▸ Collected data entries:
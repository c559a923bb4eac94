#![forbid(unsafe_code)]

//! Reservation capture into browser-local storage.
//!
//! Each valid submission appends one [`ReservationEntry`] to a JSON array
//! stored under the configured reservations key. Entries are never mutated
//! or deleted here.
//!
//! # Failure Modes
//!
//! - **Absent or unparseable list**: treated as an empty list. Never fails.
//! - **Storage read failure**: nothing is written, so entries already
//!   stored stay intact. Logged with `warn!` and reported as
//!   [`Receipt::persisted`] `== false`.
//! - **Storage write failure**: logged with `warn!` and reported as
//!   [`Receipt::persisted`] `== false`. The submission itself still succeeds.
//! - **Concurrent tabs**: the read-modify-write is not atomic. Two tabs
//!   submitting at the same moment can each overwrite the other's append,
//!   dropping one entry.

use serde::{Deserialize, Serialize};
use serde_json::Value;
use tracing::{debug, warn};

use crate::clock::{Clock, iso_timestamp};
use crate::storage::{KeyValueStore, StorageResult};

/// Raw values read from the reservation form.
#[derive(Debug, Clone, Default, PartialEq, Eq)]
pub struct ReservationForm {
    pub name: String,
    pub contact: String,
    /// Free-text preferred times.
    pub prefs: String,
    pub voicemail: bool,
    pub admin_propose: bool,
}

/// One persisted reservation request.
#[derive(Debug, Clone, PartialEq, Eq, Serialize, Deserialize)]
pub struct ReservationEntry {
    /// Creation time in Unix epoch milliseconds.
    pub id: i64,
    pub name: String,
    pub contact: String,
    pub prefs: String,
    pub voicemail: bool,
    pub admin_propose: bool,
    /// ISO-8601 UTC creation time with millisecond precision.
    #[serde(rename = "createdAt")]
    pub created_at: String,
}

/// Rejected submission.
#[derive(Debug, Clone, Copy, PartialEq, Eq)]
pub enum ReservationError {
    /// Name or contact is empty after trimming.
    MissingRequired,
}

impl std::fmt::Display for ReservationError {
    fn fmt(&self, f: &mut std::fmt::Formatter<'_>) -> std::fmt::Result {
        match self {
            Self::MissingRequired => write!(f, "name and contact are required"),
        }
    }
}

impl std::error::Error for ReservationError {}

/// Outcome of an accepted submission.
#[derive(Debug, Clone, PartialEq, Eq)]
pub struct Receipt {
    pub entry: ReservationEntry,
    /// False when the list could not be written back.
    pub persisted: bool,
}

/// Append-only reservation list backed by a [`KeyValueStore`].
#[derive(Debug)]
pub struct ReservationBook<S> {
    store: S,
    key: String,
}

impl<S: KeyValueStore> ReservationBook<S> {
    #[must_use]
    pub fn new(store: S, key: impl Into<String>) -> Self {
        Self {
            store,
            key: key.into(),
        }
    }

    /// Validate `form` and append it to the stored list.
    ///
    /// On [`ReservationError::MissingRequired`] storage is not touched.
    pub fn submit(
        &self,
        form: &ReservationForm,
        clock: &dyn Clock,
    ) -> Result<Receipt, ReservationError> {
        let name = form.name.trim();
        let contact = form.contact.trim();
        if name.is_empty() || contact.is_empty() {
            debug!(
                target: "werkweb_web::reservation",
                name_present = !name.is_empty(),
                contact_present = !contact.is_empty(),
                "rejected reservation with missing required fields"
            );
            return Err(ReservationError::MissingRequired);
        }

        let now = clock.now_millis();
        let entry = ReservationEntry {
            id: now,
            name: name.to_owned(),
            contact: contact.to_owned(),
            prefs: form.prefs.clone(),
            voicemail: form.voicemail,
            admin_propose: form.admin_propose,
            created_at: iso_timestamp(now),
        };

        let persisted = self.append(&entry);
        Ok(Receipt { entry, persisted })
    }

    /// Well-formed entries currently stored, oldest first.
    ///
    /// Records that do not match [`ReservationEntry`] are skipped. An
    /// unreadable store yields no entries.
    #[must_use]
    pub fn entries(&self) -> Vec<ReservationEntry> {
        let list = match self.load_raw() {
            Ok(list) => list,
            Err(err) => {
                warn!(
                    target: "werkweb_web::reservation",
                    key = self.key.as_str(),
                    error = %err,
                    "failed to read reservations"
                );
                return Vec::new();
            }
        };
        list.into_iter()
            .filter_map(|value| serde_json::from_value(value).ok())
            .collect()
    }

    fn append(&self, entry: &ReservationEntry) -> bool {
        let mut list = match self.load_raw() {
            Ok(list) => list,
            Err(err) => {
                warn!(
                    target: "werkweb_web::reservation",
                    key = self.key.as_str(),
                    error = %err,
                    "failed to read reservations; not writing"
                );
                return false;
            }
        };
        match serde_json::to_value(entry) {
            Ok(value) => list.push(value),
            Err(err) => {
                warn!(
                    target: "werkweb_web::reservation",
                    error = %err,
                    "failed to encode reservation"
                );
                return false;
            }
        }

        let encoded = match serde_json::to_string(&list) {
            Ok(encoded) => encoded,
            Err(err) => {
                warn!(
                    target: "werkweb_web::reservation",
                    error = %err,
                    "failed to encode reservation list"
                );
                return false;
            }
        };

        match self.store.set(&self.key, &encoded) {
            Ok(()) => {
                debug!(
                    target: "werkweb_web::reservation",
                    id = entry.id,
                    stored = list.len(),
                    "stored reservation"
                );
                true
            }
            Err(err) => {
                warn!(
                    target: "werkweb_web::reservation",
                    key = self.key.as_str(),
                    error = %err,
                    "failed to persist reservation"
                );
                false
            }
        }
    }

    /// Stored list as raw JSON values so records of unknown shape survive a
    /// rewrite. Absent or unparseable data reads as empty; only the store
    /// itself failing is an error.
    fn load_raw(&self) -> StorageResult<Vec<Value>> {
        let Some(raw) = self.store.get(&self.key)? else {
            return Ok(Vec::new());
        };
        Ok(match serde_json::from_str::<Vec<Value>>(&raw) {
            Ok(list) => list,
            Err(err) => {
                warn!(
                    target: "werkweb_web::reservation",
                    key = self.key.as_str(),
                    error = %err,
                    "stored reservations are not a JSON array; starting from an empty list"
                );
                Vec::new()
            }
        })
    }
}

▸ How to complete this task:
Nothing should be left out. Reproduce all the entries precisely.

▸ Answer:
repository c559a923bb4eac94
#![forbid(unsafe_code)]

//! Reservation capture into browser-local storage.
//!
//! Each valid submission appends one [`ReservationEntry`] to a JSON array
//! stored under the configured reservations key. Entries are never mutated
//! or deleted here.
//!
//! # Failure Modes
//!
//! - **Absent or unparseable list**: treated as an empty list. Never fails.
//! - **Storage read failure**: nothing is written, so entries already
//!   stored stay intact. Logged with `warn!` and reported as
//!   [`Receipt::persisted`] `== false`.
//! - **Storage write failure**: logged with `warn!` and reported as
//!   [`Receipt::persisted`] `== false`. The submission itself still succeeds.
//! - **Concurrent tabs**: the read-modify-write is not atomic. Two tabs
//!   submitting at the same moment can each overwrite the other's append,
//!   dropping one entry.

use serde::{Deserialize, Serialize};
use serde_json::Value;
use tracing::{debug, warn};

use crate::clock::{Clock, iso_timestamp};
use crate::storage::{KeyValueStore, StorageResult};

/// Raw values read from the reservation form.
#[derive(Debug, Clone, Default, PartialEq, Eq)]
pub struct ReservationForm {
    pub name: String,
    pub contact: String,
    /// Free-text preferred times.
    pub prefs: String,
    pub voicemail: bool,
    pub admin_propose: bool,
}

/// One persisted reservation request.
#[derive(Debug, Clone, PartialEq, Eq, Serialize, Deserialize)]
pub struct ReservationEntry {
    /// Creation time in Unix epoch milliseconds.
    pub id: i64,
    pub name: String,
    pub contact: String,
    pub prefs: String,
    pub voicemail: bool,
    pub admin_propose: bool,
    /// ISO-8601 UTC creation time with millisecond precision.
    #[serde(rename = "createdAt")]
    pub created_at: String,
}

/// Rejected submission.
#[derive(Debug, Clone, Copy, PartialEq, Eq)]
pub enum ReservationError {
    /// Name or contact is empty after trimming.
    MissingRequired,
}

impl std::fmt::Display for ReservationError {
    fn fmt(&self, f: &mut std::fmt::Formatter<'_>) -> std::fmt::Result {
        match self {
            Self::MissingRequired => write!(f, "name and contact are required"),
        }
    }
}

impl std::error::Error for ReservationError {}

/// Outcome of an accepted submission.
#[derive(Debug, Clone, PartialEq, Eq)]
pub struct Receipt {
    pub entry: ReservationEntry,
    /// False when the list could not be written back.
    pub persisted: bool,
}

/// Append-only reservation list backed by a [`KeyValueStore`].
#[derive(Debug)]
pub struct ReservationBook<S> {
    store: S,
    key: String,
}

impl<S: KeyValueStore> ReservationBook<S> {
    #[must_use]
    pub fn new(store: S, key: impl Into<String>) -> Self {
        Self {
            store,
            key: key.into(),
        }
    }

    /// Validate `form` and append it to the stored list.
    ///
    /// On [`ReservationError::MissingRequired`] storage is not touched.
    pub fn submit(
        &self,
        form: &ReservationForm,
        clock: &dyn Clock,
    ) -> Result<Receipt, ReservationError> {
        let name = form.name.trim();
        let contact = form.contact.trim();
        if name.is_empty() || contact.is_empty() {
            debug!(
                target: "werkweb_web::reservation",
                name_present = !name.is_empty(),
                contact_present = !contact.is_empty(),
                "rejected reservation with missing required fields"
            );
            return Err(ReservationError::MissingRequired);
        }

        let now = clock.now_millis();
        let entry = ReservationEntry {
            id: now,
            name: name.to_owned(),
            contact: contact.to_owned(),
            prefs: form.prefs.clone(),
            voicemail: form.voicemail,
            admin_propose: form.admin_propose,
            created_at: iso_timestamp(now),
        };

        let persisted = self.append(&entry);
        Ok(Receipt { entry, persisted })
    }

    /// Well-formed entries currently stored, oldest first.
    ///
    /// Records that do not match [`ReservationEntry`] are skipped. An
    /// unreadable store yields no entries.
    #[must_use]
    pub fn entries(&self) -> Vec<ReservationEntry> {
        let list = match self.load_raw() {
            Ok(list) => list,
            Err(err) => {
                warn!(
                    target: "werkweb_web::reservation",
                    key = self.key.as_str(),
                    error = %err,
                    "failed to read reservations"
                );
                return Vec::new();
            }
        };
        list.into_iter()
            .filter_map(|value| serde_json::from_value(value).ok())
            .collect()
    }

    fn append(&self, entry: &ReservationEntry) -> bool {
        let mut list = match self.load_raw() {
            Ok(list) => list,
            Err(err) => {
                warn!(
                    target: "werkweb_web::reservation",
                    key = self.key.as_str(),
                    error = %err,
                    "failed to read reservations; not writing"
                );
                return false;
            }
        };
        match serde_json::to_value(entry) {
            Ok(value) => list.push(value),
            Err(err) => {
                warn!(
                    target: "werkweb_web::reservation",
                    error = %err,
                    "failed to encode reservation"
                );
                return false;
            }
        }

        let encoded = match serde_json::to_string(&list) {
            Ok(encoded) => encoded,
            Err(err) => {
                warn!(
                    target: "werkweb_web::reservation",
                    error = %err,
                    "failed to encode reservation list"
                );
                return false;
            }
        };

        match self.store.set(&self.key, &encoded) {
            Ok(()) => {
                debug!(
                    target: "werkweb_web::reservation",
                    id = entry.id,
                    stored = list.len(),
                    "stored reservation"
                );
                true
            }
            Err(err) => {
                warn!(
                    target: "werkweb_web::reservation",
                    key = self.key.as_str(),
                    error = %err,
                    "failed to persist reservation"
                );
                false
            }
        }
    }

    /// Stored list as raw JSON values so records of unknown shape survive a
    /// rewrite. Absent or unparseable data reads as empty; only the store
    /// itself failing is an error.
    fn load_raw(&self) -> StorageResult<Vec<Value>> {
        let Some(raw) = self.store.get(&self.key)? else {
            return Ok(Vec::new());
        };
        Ok(match serde_json::from_str::<Vec<Value>>(&raw) {
            Ok(list) => list,
            Err(err) => {
                warn!(
                    target: "werkweb_web::reservation",
                    key = self.key.as_str(),
                    error = %err,
                    "stored reservations are not a JSON array; starting from an empty list"
                );
                Vec::new()
            }
        })
    }
}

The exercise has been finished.